Who do you gravitate towards? Who do you like to be around? What does this say about you? In this article we will have a brief look at true confidence versus bravado, I will share my “people preferences,” and touch on how the idea of “like attracts like” impacts us. As always, I will end the post with questions for your consideration.

First, when you think of a confident person you may automatically assume that a confident presence implies an extroverted tendency. However, many introverted people are naturally confident and, if they have reasonable social skills, they can be more pleasant to be around then the extrovert who does not.  


It is fairly easy to pinpoint your people preferences if you are willing to spend a little bit of time doing the following:

  • Think of someone that you respect and genuinely enjoy being in the presence of. Get a good sense of that person. Remember the last time you were together. What was it about this person and the exchange that made them an enjoyable presence? 
  • Think of someone you prefer to not be around. Get a good sense of that person. Remember the last time you were together. What was it about this person and the exchange that made them an un-enjoyable presence?
  • Now do that again, with a couple more people and you will begin to notice themes.


For myself, I enjoy being in the presence of people who are honest about their strengths and challenges, can be sensitive to their external environment, are politely assertive about their needs, have a reasonable ability to read social cues and see communication as a back and forth exchange. These people exude a reasonable level of “true confidence.”

They have an innate and/or programmed way of being (cow path) that appeals to me. They are also able to access second position in terms of perception-you might want to review that audioblog post entitled “Can you be your own “fly on the wall? Playing with perceptual positions. “

I prefer to spend less time with people who have the opposite ways of being. I do not enjoy loud, pushy, sarcastic people,  who aren’t honest about their challenges, get their needs met by being overbearing, have no interest in social cues, immediately take over when they walk into a room, lack sensitivity to the external environment, and “communicate” without any give and take.

 These people don’t usually have a healthy level of confidence and are instead exhibiting “bravado.” They have an innate and/or programmed way of being (cow path) that doesn’t appeal to me. They often have difficulty accessing second position -again, you might want to review this audioblog post.

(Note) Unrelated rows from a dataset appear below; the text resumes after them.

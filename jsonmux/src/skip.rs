use jsonmux_lexer::{EscapeAccumulator, LiteralMatcher, NumberAccumulator};

use crate::error::DemuxError;

/// What finishing `feed` means for the caller.
pub(crate) enum SkipOutcome {
    /// The character was consumed and the balanced value is not yet complete.
    Continue,
    /// The character was consumed and it completed the balanced value.
    Done,
    /// The character was *not* consumed; the balanced value completed
    /// before it and the caller must re-dispatch it to the outer state
    /// machine.
    DoneReconsume,
}

enum Container {
    Object,
    Array,
}

/// What the next structural character is expected to mean.
enum Next {
    Value,
    ObjectKeyOrClose,
    ObjectKey,
    ObjectColon,
    ArrayValueOrClose,
    AfterValue,
}

enum Token {
    String(EscapeAccumulator),
    Number(NumberAccumulator),
    Literal(LiteralMatcher),
}

/// Consumes exactly one balanced JSON value (object, array, string, number
/// or literal) without routing any of it anywhere. Used for fields whose
/// name is not present in the declared schema under permissive mode.
pub(crate) struct Skipper {
    frames: Vec<Container>,
    next: Next,
    token: Option<Token>,
}

impl Skipper {
    pub(crate) fn new() -> Self {
        Self {
            frames: Vec::new(),
            next: Next::Value,
            token: None,
        }
    }

    pub(crate) fn feed(&mut self, c: char) -> Result<SkipOutcome, DemuxError> {
        if let Some(tok) = self.token.take() {
            return self.feed_token(tok, c);
        }
        self.dispatch_structural(c)
    }

    fn feed_token(&mut self, tok: Token, c: char) -> Result<SkipOutcome, DemuxError> {
        match tok {
            Token::String(mut esc) => {
                if esc.is_idle() && c == '"' {
                    esc.finish()?;
                    return self.after_value_consumed();
                }
                esc.feed(c)?;
                self.token = Some(Token::String(esc));
                Ok(SkipOutcome::Continue)
            }
            Token::Literal(mut matcher) => {
                if matcher.feed(c)?.is_some() {
                    return self.after_value_consumed();
                }
                self.token = Some(Token::Literal(matcher));
                Ok(SkipOutcome::Continue)
            }
            Token::Number(mut acc) => {
                if acc.feed(c)? {
                    self.token = Some(Token::Number(acc));
                    return Ok(SkipOutcome::Continue);
                }
                acc.finish()?;
                if self.frames.is_empty() {
                    return Ok(SkipOutcome::DoneReconsume);
                }
                self.next = Next::AfterValue;
                self.dispatch_structural(c)
            }
        }
    }

    fn after_value_consumed(&mut self) -> Result<SkipOutcome, DemuxError> {
        if matches!(self.next, Next::ObjectColon) {
            // The value just closed was an object key; `next` is already
            // primed to expect the colon that follows it.
            return Ok(SkipOutcome::Continue);
        }
        if self.frames.is_empty() {
            return Ok(SkipOutcome::Done);
        }
        self.next = Next::AfterValue;
        Ok(SkipOutcome::Continue)
    }

    fn close_frame(&mut self) -> Result<SkipOutcome, DemuxError> {
        self.frames.pop();
        if self.frames.is_empty() {
            Ok(SkipOutcome::Done)
        } else {
            self.next = Next::AfterValue;
            Ok(SkipOutcome::Continue)
        }
    }

    fn dispatch_structural(&mut self, c: char) -> Result<SkipOutcome, DemuxError> {
        match self.next {
            Next::Value | Next::ObjectKeyOrClose | Next::ObjectKey | Next::ArrayValueOrClose => {
                if c.is_whitespace() {
                    return Ok(SkipOutcome::Continue);
                }
                match (&self.next, c) {
                    (Next::ObjectKeyOrClose, '}') => return self.close_frame(),
                    (Next::ArrayValueOrClose, ']') => return self.close_frame(),
                    _ => {}
                }
                match c {
                    '"' => {
                        self.token = Some(Token::String(EscapeAccumulator::new()));
                        if matches!(self.next, Next::ObjectKeyOrClose | Next::ObjectKey) {
                            self.next = Next::ObjectColon;
                        }
                        Ok(SkipOutcome::Continue)
                    }
                    '{' => {
                        self.frames.push(Container::Object);
                        self.next = Next::ObjectKeyOrClose;
                        Ok(SkipOutcome::Continue)
                    }
                    '[' => {
                        self.frames.push(Container::Array);
                        self.next = Next::ArrayValueOrClose;
                        Ok(SkipOutcome::Continue)
                    }
                    '-' | '0'..='9' => {
                        self.token = Some(Token::Number(NumberAccumulator::start(c)?));
                        Ok(SkipOutcome::Continue)
                    }
                    't' | 'f' | 'n' => {
                        self.token = Some(Token::Literal(LiteralMatcher::start(c)?));
                        Ok(SkipOutcome::Continue)
                    }
                    other => Err(DemuxError::MalformedInput(other, "expected a value while skipping")),
                }
            }
            Next::ObjectColon => {
                if c.is_whitespace() {
                    return Ok(SkipOutcome::Continue);
                }
                if c == ':' {
                    self.next = Next::Value;
                    Ok(SkipOutcome::Continue)
                } else {
                    Err(DemuxError::MalformedInput(c, "expected ':' while skipping an object key"))
                }
            }
            Next::AfterValue => {
                if c.is_whitespace() {
                    return Ok(SkipOutcome::Continue);
                }
                match self.frames.last() {
                    None => unreachable!("AfterValue with no open frame resolves without dispatch"),
                    Some(Container::Object) => match c {
                        ',' => {
                            self.next = Next::ObjectKey;
                            Ok(SkipOutcome::Continue)
                        }
                        '}' => self.close_frame(),
                        other => Err(DemuxError::MalformedInput(other, "expected ',' or '}' while skipping")),
                    },
                    Some(Container::Array) => match c {
                        ',' => {
                            self.next = Next::Value;
                            Ok(SkipOutcome::Continue)
                        }
                        ']' => self.close_frame(),
                        other => Err(DemuxError::MalformedInput(other, "expected ',' or ']' while skipping")),
                    },
                }
            }
        }
    }
}

#[cfg(test)]
mod tests {
    use super::*;

    fn run(s: &str) -> (Vec<bool>, Result<(), DemuxError>) {
        let mut skipper = Skipper::new();
        let mut consumed = Vec::new();
        for c in s.chars() {
            match skipper.feed(c) {
                Ok(SkipOutcome::Continue) => consumed.push(true),
                Ok(SkipOutcome::Done) => {
                    consumed.push(true);
                    return (consumed, Ok(()));
                }
                Ok(SkipOutcome::DoneReconsume) => {
                    consumed.push(false);
                    return (consumed, Ok(()));
                }
                Err(e) => return (consumed, Err(e)),
            }
        }
        (consumed, Ok(()))
    }

    #[test]
    fn skips_bare_scalar() {
        let (_, result) = run("true,");
        assert!(result.is_ok());
    }

    #[test]
    fn skips_bare_number_with_lookahead() {
        let (consumed, result) = run("42,");
        assert!(result.is_ok());
        // the trailing ',' is not part of the number and is unconsumed
        assert_eq!(consumed, vec![true, true, false]);
    }

    #[test]
    fn skips_nested_object() {
        let (_, result) = run(r#"{"a":[1,2,{"b":"c"}],"d":null}"#);
        assert!(result.is_ok());
    }

    #[test]
    fn rejects_malformed_object() {
        let (_, result) = run(r#"{"a" "b"}"#);
        assert!(result.is_err());
    }
}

When we have a choice, we naturally gravitate towards certain people. And, when we have a choice, we naturally avoid or limit our exposure to certain people. There is some truth in the idea that “like attracts like.”  This can prove to be healthy or not.

Mistaking bravado for true confidence can be costly. The bravado often seeks out those perceived as lacking confidence or being “weak.” These people provide the bravado with the feeling of being powerful and the exchange is often unhealthy. On the other hand, those who lack confidence and perceive themselves as weak can gravitate toward a bravado to feel protected and to avoid personal growth.

Our gravitation should come from a place of awareness and purposeful intention. However, it often isn’t.  We mindlessly gravitate based on old programs and beliefs. We are naturally propelled by the “like attracts like” notion. Quite often, this idea without often from a place that is far outside of our original potential.

However, if we have committed to our own healing and growth, then choosing to be around people whose ability to role model “true confidence” vs. “bravado” can be helpful. Do not make the mistake of assuming an introverted person, who is not like you, won’t have something to teach you about confidence, simply because they are quieter or more introspective than you. As I alluded to earlier, quiet introspective people who have the ability, and interest, in social cues/skills are often more confident then others might expect.

Now this is important, just as you have “people preferences” so does everyone else in your environment. I have shared some of my “people preferences” and realize that you may or may not share them. That’s ok. Not everyone will like or enjoy either my or your presence. However, as I mention in the complimentary confidence building workbook, we need to have awareness about how we are perceived.

Like it or not, to successfully engage with the world, we must be able to demonstrate ways of being that make it easy for others to understand us. When we can do this, it is easier to gain the support and resources we naturally need. Like does attract like, either in a healthy or unhealthy way. We should be curious about how our ““people preferences”” impact the quality of our lives.


1. Whose presence to you enjoy?

2. Whose presence do you not enjoy?

3. Do you care if people want to be around you or not?

4. When do you enjoy being “around” yourself?

5. Over the years has who you gravitate towards changed?